Work out the count of lines in the material where the string "PgRow" shows up, and reply with it alone.

─── AVAILABLE RECORDS

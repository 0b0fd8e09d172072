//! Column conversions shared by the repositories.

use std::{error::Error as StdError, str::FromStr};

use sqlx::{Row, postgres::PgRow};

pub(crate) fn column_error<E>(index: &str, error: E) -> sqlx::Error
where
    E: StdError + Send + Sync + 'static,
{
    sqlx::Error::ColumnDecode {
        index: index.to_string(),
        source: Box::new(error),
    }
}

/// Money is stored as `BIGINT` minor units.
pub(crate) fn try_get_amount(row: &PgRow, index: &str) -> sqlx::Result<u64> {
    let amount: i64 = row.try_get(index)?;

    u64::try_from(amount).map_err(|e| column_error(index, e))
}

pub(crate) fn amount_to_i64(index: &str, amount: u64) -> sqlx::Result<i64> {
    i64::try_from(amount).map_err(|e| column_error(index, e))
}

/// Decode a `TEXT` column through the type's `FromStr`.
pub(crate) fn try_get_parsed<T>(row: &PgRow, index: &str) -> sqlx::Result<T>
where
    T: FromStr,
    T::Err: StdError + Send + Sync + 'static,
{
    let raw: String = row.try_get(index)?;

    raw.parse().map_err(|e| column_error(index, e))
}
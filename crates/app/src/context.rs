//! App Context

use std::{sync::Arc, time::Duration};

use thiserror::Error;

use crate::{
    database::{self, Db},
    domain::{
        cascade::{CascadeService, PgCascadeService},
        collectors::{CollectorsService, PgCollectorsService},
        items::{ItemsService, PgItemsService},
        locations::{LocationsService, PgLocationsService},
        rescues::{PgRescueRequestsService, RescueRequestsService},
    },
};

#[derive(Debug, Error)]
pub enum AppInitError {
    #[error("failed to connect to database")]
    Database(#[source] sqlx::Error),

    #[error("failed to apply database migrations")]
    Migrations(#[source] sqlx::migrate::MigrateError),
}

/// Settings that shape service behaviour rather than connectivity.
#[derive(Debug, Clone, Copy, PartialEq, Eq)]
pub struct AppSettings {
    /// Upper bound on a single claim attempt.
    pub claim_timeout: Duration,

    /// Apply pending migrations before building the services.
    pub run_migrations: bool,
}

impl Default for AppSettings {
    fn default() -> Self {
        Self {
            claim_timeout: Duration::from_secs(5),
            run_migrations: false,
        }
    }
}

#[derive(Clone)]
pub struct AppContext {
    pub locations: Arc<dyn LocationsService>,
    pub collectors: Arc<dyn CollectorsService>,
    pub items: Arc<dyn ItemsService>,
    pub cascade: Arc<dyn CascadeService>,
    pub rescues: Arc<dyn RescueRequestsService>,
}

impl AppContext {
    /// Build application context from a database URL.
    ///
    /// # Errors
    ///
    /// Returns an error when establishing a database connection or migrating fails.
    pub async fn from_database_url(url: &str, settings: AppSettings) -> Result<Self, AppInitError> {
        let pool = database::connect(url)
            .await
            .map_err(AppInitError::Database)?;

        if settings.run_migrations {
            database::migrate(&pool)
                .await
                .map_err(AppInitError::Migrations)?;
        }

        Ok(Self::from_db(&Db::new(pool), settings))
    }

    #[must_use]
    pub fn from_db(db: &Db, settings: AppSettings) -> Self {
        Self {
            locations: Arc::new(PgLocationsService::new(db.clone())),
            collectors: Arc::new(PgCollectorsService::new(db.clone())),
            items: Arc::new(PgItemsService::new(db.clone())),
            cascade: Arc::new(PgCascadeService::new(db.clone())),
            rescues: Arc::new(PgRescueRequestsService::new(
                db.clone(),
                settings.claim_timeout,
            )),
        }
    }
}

──────

→ **OUTPUT FOR THIS TASK**
3